Removing Angular-specific data from HTML
Clean Angular HTML easily: remove framework-specific attributes, comments, and whitespace for pure markup.
When working with Angular applications, the rendered HTML often contains framework‑specific attributes such as _ngcontent, ng-*, or data-ng-*.
These attributes are essential for Angular’s internal mechanics, but they can clutter the markup when you want to:
- Export or snapshot HTML for testing
- Compare DOM structures
- Generate framework‑agnostic reports
- Ensure clean output for accessibility or SEO audits
To solve this, we’ll use a utility method that parses HTML, removes Angular-specific attributes, strips comments, and cleans up insignificant whitespace – leaving only meaningful content.
The utility method
/**
* Removes Angular-specific attributes, HTML comments, and insignificant whitespace
* from HTML string while preserving meaningful content.
*
* @param html Valid HTML string. Passing null/undefined throws TypeError.
* @throws {TypeError} If html is not a string.
* @returns Cleaned HTML string.
*/
public static getCleanHtml(html: string): string {
if (typeof html !== 'string') {
throw new TypeError('html must be a string');
}
if (html.trim().length === 0) {
return '';
}
const parser: DOMParser = new DOMParser();
const doc: Document = parser.parseFromString(html, 'text/html');
const container: HTMLElement = doc.body;
if (!container.firstChild) {
return '';
}
const walker: TreeWalker = doc.createTreeWalker(
container,
NodeFilter.SHOW_ELEMENT | NodeFilter.SHOW_COMMENT | NodeFilter.SHOW_TEXT
);
// Nodes are collected and removed after traversal to avoid invalidating the TreeWalker while iterating.
const nodesToRemove: Node[] = [];
while (true) {
const node: Node = walker.nextNode();
if (node === null) break;
switch (node.nodeType) {
case Node.COMMENT_NODE:
nodesToRemove.push(node);
break;
case Node.ELEMENT_NODE: {
const element = node as Element;
const attrsToRemove: Attr[] = [];
for (const attr of Array.from(element.attributes)) {
if (/^(?:_ng(?:content|host)|ng-|data-ng-)/.test(attr.name)) {
attrsToRemove.push(attr);
}
}
for (const attr of attrsToRemove) {
element.removeAttributeNode(attr);
}
break;
}
case Node.TEXT_NODE: {
const textNode = node as Text;
const content = textNode.textContent;
// Whitespace is only removed at the top level to avoid collapsing meaningful spacing inside inline elements.
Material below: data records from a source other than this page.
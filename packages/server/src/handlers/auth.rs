use axum::Json;
use axum::extract::{Query, State};
use axum::response::Redirect;
use axum_extra::extract::CookieJar;
use axum_extra::extract::cookie::{Cookie, SameSite};
use rand::Rng;
use rand::distr::Alphanumeric;
use sea_orm::sea_query::Query as SeaQuery;
use sea_orm::*;
use tracing::{info, instrument, warn};

use crate::entity::{comment, post, post_like, user};
use crate::error::{AppError, ErrorBody};
use crate::extractors::auth::{AuthUser, expired_session_cookie, session_cookie};
use crate::extractors::flash::{Flash, set_flash};
use crate::models::auth::{CallbackQuery, MeResponse};
use crate::models::post::PostListItem;
use crate::state::AppState;
use crate::utils::identity::resolve_user;
use crate::utils::jwt;
use crate::utils::lookup::post_list_items;

const OAUTH_STATE_COOKIE: &str = "oauth_state";
const OAUTH_STATE_PATH: &str = "/auth";

fn random_state() -> String {
    rand::rng()
        .sample_iter(&Alphanumeric)
        .take(32)
        .map(char::from)
        .collect()
}

#[utoipa::path(
    get,
    path = "/auth/github",
    tag = "Auth",
    operation_id = "githubSignIn",
    summary = "Start GitHub sign-in",
    description = "Issues an anti-forgery `state` cookie and redirects to GitHub's authorize page.",
    responses(
        (status = 303, description = "Redirect to GitHub"),
        (status = 500, description = "Provider misconfigured (INTERNAL_ERROR)", body = ErrorBody),
    ),
)]
#[instrument(skip_all)]
pub async fn github_sign_in(
    State(state): State<AppState>,
    jar: CookieJar,
) -> Result<(CookieJar, Redirect), AppError> {
    let oauth_state = random_state();
    let url = state.identity.authorize_url(&oauth_state)?;

    let cookie = Cookie::build((OAUTH_STATE_COOKIE, oauth_state))
        .path(OAUTH_STATE_PATH)
        .http_only(true)
        .secure(state.config.auth.secure_cookies)
        .same_site(SameSite::Lax)
        .max_age(time::Duration::minutes(10));

    Ok((jar.add(cookie), Redirect::to(&url)))
}

#[utoipa::path(
    get,
    path = "/auth/github/callback",
    tag = "Auth",
    operation_id = "githubCallback",
    summary = "Complete GitHub sign-in",
    description = "Exchanges the authorization code, resolves the local user and starts a session. Every failure (forged state, declined consent, provider error, missing email) leaves the visitor signed out with the `Github log in failed` flash.",
    params(CallbackQuery),
    responses(
        (status = 303, description = "Redirect to `/`, signed in or with a flash message"),
    ),
)]
#[instrument(skip_all)]
pub async fn github_callback(
    State(state): State<AppState>,
    jar: CookieJar,
    Query(query): Query<CallbackQuery>,
) -> (CookieJar, Redirect) {
    let expected_state = jar.get(OAUTH_STATE_COOKIE).map(|c| c.value().to_owned());
    let jar = jar.remove(Cookie::build(OAUTH_STATE_COOKIE).path(OAUTH_STATE_PATH));

    match complete_sign_in(&state, expected_state.as_deref(), &query).await {
        Ok(token) => {
            let jar = jar.add(session_cookie(token, &state.config.auth));
            (jar, Redirect::to("/"))
        }
        Err(e) => {
            warn!(error = ?e, "Github log in failed");
            (set_flash(jar, Flash::LoginFailed), Redirect::to("/"))
        }
    }
}

/// Run the callback checks and return a signed session token.
async fn complete_sign_in(
    state: &AppState,
    expected_state: Option<&str>,
    query: &CallbackQuery,
) -> Result<String, AppError> {
    if let Some(ref error) = query.error {
        return Err(AppError::Validation(format!("Provider returned error: {error}")));
    }
    match (expected_state, query.state.as_deref()) {
        (Some(expected), Some(got)) if expected == got => {}
        _ => return Err(AppError::Validation("OAuth state mismatch".into())),
    }
    let code = query
        .code
        .as_deref()
        .filter(|c| !c.is_empty())
        .ok_or_else(|| AppError::Validation("Missing authorization code".into()))?;

    let assertion = state.identity.exchange(code).await?;
    let user = resolve_user(&state.db, &assertion).await?;

    let token = jwt::sign(
        user.id,
        &user.email,
        &state.config.auth.jwt_secret,
        state.config.auth.session_ttl_days,
    )
    .map_err(|e| AppError::Internal(format!("JWT sign error: {}", e)))?;

    info!(user_id = user.id, "Signed in");
    Ok(token)
}

#[utoipa::path(
    delete,
    path = "/auth/session",
    tag = "Auth",
    operation_id = "signOut",
    summary = "Sign out",
    description = "Clears the session cookie and redirects to `/`.",
    responses(
        (status = 303, description = "Redirect to `/`"),
    ),
)]
/// Sessions are stateless JWTs: a token copied before sign-out stays valid
/// as a `Bearer` credential until it expires.
#[instrument(skip_all)]
pub async fn sign_out(jar: CookieJar) -> (CookieJar, Redirect) {
    (jar.remove(expired_session_cookie()), Redirect::to("/"))
}

#[utoipa::path(
    get,
    path = "/me",
    tag = "Auth",
    operation_id = "me",
    summary = "Current user's profile",
    description = "Returns the signed-in user with counts of their posts, comments, liked posts and the likes their posts received.",
    responses(
        (status = 200, description = "Profile", body = MeResponse),
        (status = 303, description = "Not signed in; redirect to `/`"),
    ),
)]
#[instrument(skip(state, auth_user), fields(user_id = auth_user.user_id))]
pub async fn me(
    auth_user: AuthUser,
    State(state): State<AppState>,
) -> Result<Json<MeResponse>, AppError> {
    let user_id = auth_user.user_id;
    let user = user::Entity::find_by_id(user_id)
        .one(&state.db)
        .await?
        .ok_or_else(|| AppError::NotFound("User not found".into()))?;

    let post_count = post::Entity::find()
        .filter(post::Column::UserId.eq(user_id))
        .count(&state.db)
        .await?;
    let comment_count = comment::Entity::find()
        .filter(comment::Column::UserId.eq(user_id))
        .count(&state.db)
        .await?;
    let liked_post_count = post_like::Entity::find()
        .filter(post_like::Column::UserId.eq(user_id))
        .count(&state.db)
        .await?;
    let likes_received = post_like::Entity::find()
        .filter(
            post_like::Column::PostId.in_subquery(
                SeaQuery::select()
                    .column(post::Column::Id)
                    .from(post::Entity)
                    .and_where(post::Column::UserId.eq(user_id))
                    .to_owned(),
            ),
        )
        .count(&state.db)
        .await?;

    Ok(Json(MeResponse {
        id: user.id,
        github_id: user.github_id,
        email: user.email,
        name: user.name,
        avatar_url: user.avatar_url,
        post_count,
        comment_count,
        liked_post_count,
        likes_received,
    }))
}

#[utoipa::path(
    get,
    path = "/me/liked-posts",
    tag = "Likes",
    operation_id = "listLikedPosts",
    summary = "Posts the current user liked",
    description = "Most recently liked first.",
    responses(
        (status = 200, description = "Liked posts", body = Vec<PostListItem>),
        (status = 303, description = "Not signed in; redirect to `/`"),
    ),
)]
#[instrument(skip(state, auth_user), fields(user_id = auth_user.user_id))]
pub async fn liked_posts(
    auth_user: AuthUser,
    State(state): State<AppState>,
) -> Result<Json<Vec<PostListItem>>, AppError> {
    let likes = post_like::Entity::find()
        .filter(post_like::Column::UserId.eq(auth_user.user_id))
        .order_by_desc(post_like::Column::CreatedAt)
        .all(&state.db)
        .await?;
    let order: Vec<i32> = likes.iter().map(|l| l.post_id).collect();

    let mut posts = post::Entity::find()
        .filter(post::Column::Id.is_in(order.clone()))
        .all(&state.db)
        .await?;
    posts.sort_by_key(|p| order.iter().position(|&id| id == p.id));

    Ok(Json(post_list_items(&state.db, &auth_user, posts).await?))
}
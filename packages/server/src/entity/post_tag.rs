use sea_orm::entity::prelude::*;
use serde::{Deserialize, Serialize};

#[sea_orm::model]
#[derive(Clone, Debug, PartialEq, Eq, DeriveEntityModel, Serialize, Deserialize)]
#[sea_orm(table_name = "post_tag")]
pub struct Model {
    #[sea_orm(primary_key, auto_increment = false)]
    pub post_id: i32,
    /// Trimmed, lowercased tag.
    #[sea_orm(primary_key, auto_increment = false)]
    pub name: String,

    #[sea_orm(belongs_to, from = "post_id", to = "id")]
    pub post: HasOne<super::post::Entity>,
}

impl ActiveModelBehavior for ActiveModel {}
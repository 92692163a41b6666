//! Third-party identity providers.
//!
//! The OAuth handshake is delegated to an [`IdentityProvider`]. Production
//! uses [`github::GithubProvider`]; tests plug in a stub.

pub mod github;

use async_trait::async_trait;
use serde::{Deserialize, Serialize};

/// Identity claim returned by the provider after a successful handshake.
#[derive(Debug, Clone, PartialEq, Eq, Serialize, Deserialize)]
pub struct OAuthAssertion {
    /// Provider-side account id.
    pub provider_id: i64,
    /// `None` when the account exposes no usable email.
    pub email: Option<String>,
    pub name: Option<String>,
    pub avatar_url: Option<String>,
}

#[derive(Debug, thiserror::Error)]
pub enum OAuthError {
    #[error("request to identity provider failed: {0}")]
    Http(#[from] reqwest::Error),

    #[error("identity provider returned {status}: {body}")]
    Status { status: u16, body: String },

    #[error("identity provider rejected the authorization code: {0}")]
    Rejected(String),

    #[error("invalid provider URL: {0}")]
    InvalidUrl(String),
}

#[async_trait]
pub trait IdentityProvider: Send + Sync {
    /// URL the visitor is redirected to in order to start the handshake.
    fn authorize_url(&self, state: &str) -> Result<String, OAuthError>;

    /// Exchange an authorization code for the visitor's identity.
    async fn exchange(&self, code: &str) -> Result<OAuthAssertion, OAuthError>;
}
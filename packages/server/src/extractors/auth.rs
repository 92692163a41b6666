use std::convert::Infallible;

use axum::{extract::FromRequestParts, http::header::AUTHORIZATION, http::request::Parts};
use axum_extra::extract::cookie::{Cookie, CookieJar, SameSite};

use crate::config::AuthConfig;
use crate::error::AppError;
use crate::state::AppState;
use crate::utils::jwt;

pub const SESSION_COOKIE: &str = "session";

/// Signed-in user for the current request.
///
/// Read from the `session` cookie, or from an `Authorization: Bearer <token>`
/// header for API clients. Add this as a handler parameter to require a
/// session; anonymous visitors are redirected to `/`.
#[derive(Debug, Clone)]
pub struct AuthUser {
    pub user_id: i32,
    pub email: String,
}

impl FromRequestParts<AppState> for AuthUser {
    type Rejection = AppError;

    async fn from_request_parts(
        parts: &mut Parts,
        state: &AppState,
    ) -> Result<Self, Self::Rejection> {
        let token = session_token(parts).ok_or(AppError::Unauthenticated)?;

        let claims = jwt::verify(&token, &state.config.auth.jwt_secret).map_err(|e| {
            tracing::debug!("Rejected session token: {}", e);
            AppError::Unauthenticated
        })?;

        Ok(AuthUser {
            user_id: claims.uid,
            email: claims.sub,
        })
    }
}

/// Like [`AuthUser`], but lets anonymous visitors through.
pub struct MaybeAuthUser(pub Option<AuthUser>);

impl FromRequestParts<AppState> for MaybeAuthUser {
    type Rejection = Infallible;

    async fn from_request_parts(
        parts: &mut Parts,
        state: &AppState,
    ) -> Result<Self, Self::Rejection> {
        Ok(MaybeAuthUser(
            AuthUser::from_request_parts(parts, state).await.ok(),
        ))
    }
}

fn session_token(parts: &Parts) -> Option<String> {
    let jar = CookieJar::from_headers(&parts.headers);
    if let Some(cookie) = jar.get(SESSION_COOKIE) {
        return Some(cookie.value().to_owned());
    }

    parts
        .headers
        .get(AUTHORIZATION)
        .and_then(|v| v.to_str().ok())
        .and_then(|v| v.strip_prefix("Bearer "))
        .map(str::to_owned)
}

/// Session cookie carrying a freshly signed token.
pub fn session_cookie(token: String, config: &AuthConfig) -> Cookie<'static> {
    Cookie::build((SESSION_COOKIE, token))
        .path("/")
        .http_only(true)
        .secure(config.secure_cookies)
        .same_site(SameSite::Lax)
        .max_age(time::Duration::days(config.session_ttl_days))
        .build()
}

/// Cookie shape that clears the session on sign-out.
pub fn expired_session_cookie() -> Cookie<'static> {
    Cookie::build(SESSION_COOKIE).path("/").build()
}
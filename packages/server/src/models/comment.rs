use chrono::{DateTime, Utc};
use serde::{Deserialize, Serialize};

use crate::entity::comment;
use crate::error::AppError;

use super::shared::{FormField, FormResponse, Link, UserSummary};

const MAX_BODY_LEN: usize = 10_000;

/// Request body for creating or editing a comment.
#[derive(Deserialize, utoipa::ToSchema)]
pub struct CommentRequest {
    #[schema(example = "Great resource, thanks!")]
    pub body: String,
}

pub fn validate_comment(payload: &CommentRequest) -> Result<(), AppError> {
    let body = payload.body.trim();
    if body.is_empty() || body.chars().count() > MAX_BODY_LEN {
        return Err(AppError::Validation(format!(
            "Comment must be 1-{MAX_BODY_LEN} characters"
        )));
    }
    Ok(())
}

#[derive(Serialize, utoipa::ToSchema)]
pub struct CommentResponse {
    pub id: i32,
    pub body: String,
    pub post_id: i32,
    pub creator: UserSummary,
    pub created_at: DateTime<Utc>,
    pub updated_at: DateTime<Utc>,
    /// Always "Edit Comment" and "Delete Comment"; the server refuses
    /// non-creators when they are used.
    pub actions: Vec<Link>,
}

impl CommentResponse {
    pub fn new(m: comment::Model, creator: UserSummary, actions: Vec<Link>) -> Self {
        Self {
            id: m.id,
            body: m.body,
            post_id: m.post_id,
            creator,
            created_at: m.created_at,
            updated_at: m.updated_at,
            actions,
        }
    }
}

pub fn edit_comment_form(m: &comment::Model) -> FormResponse {
    FormResponse {
        action: format!("/posts/{}/comments/{}", m.post_id, m.id),
        method: "PATCH",
        fields: vec![FormField::new("body", "Comment", Some(m.body.clone()))],
    }
}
if (content && !content.trim() && textNode.parentNode === container) {
nodesToRemove.push(textNode);
}
break;
}
}
}
for (const node of nodesToRemove) {
if (node.parentNode) {
node.parentNode.removeChild(node);
}
}
let cleanedHtml = container.innerHTML;
// Prevent adjacent tags from collapsing visually (e.g., </div><span>)
cleanedHtml = cleanedHtml.replace(/></g, '> <');
return cleanedHtml.trim();
}Example
Input HTML:
<div _ngcontent-c0 ng-reflect-name="example">
<!-- Angular comment -->
<span> Hello World </span>
</div>Output after cleaning:
<div>
<span> Hello World </span>
</div>Why this matters
- Cleaner snapshots: useful for testing frameworks like Jest or Cypress.
- Accessibility audits: removes noise so tools can focus on meaningful content.
- SEO and reporting: produces framework‑agnostic HTML for analysis.
- Portability: makes markup easier to reuse outside Angular.
Node.js and Jest limitations note
This implementation uses DOMParser, which is a browser-only API and is not available in Node.js environments.
What this means:
- Tests running in Jest (Node.js) will throw
ReferenceError: DOMParser is not defined. For Jest tests, you may want to use JSDOM, which provides a browser-like DOM implementation. Jest already ships with JSDOM by default (unlesstestEnvironment: "node"is set). - Server-side rendering (SSR) scenarios will fail.
- Any non-browser JavaScript runtime will encounter this issue.
Security note
What it does not do:
- Remove malicious
scripttags. - Sanitize dangerous URL protocols (
javascript:,data:). - Remove event handlers (
onclick,onerror, etc.). - Protect against SVG-based XSS or other advanced injection techniques.
Intended use only for:
- Cleaning trusted Angular framework output.
- Removing Angular-specific attributes from controlled HTML.
- Use cases where HTML source is already sanitized by Angular.
Closing thought
Angular’s attributes are powerful inside the framework, but they don’t belong in exported or analyzed HTML. With a simple utility like getCleanHtml, you can strip away the noise and focus on what really matters: the content.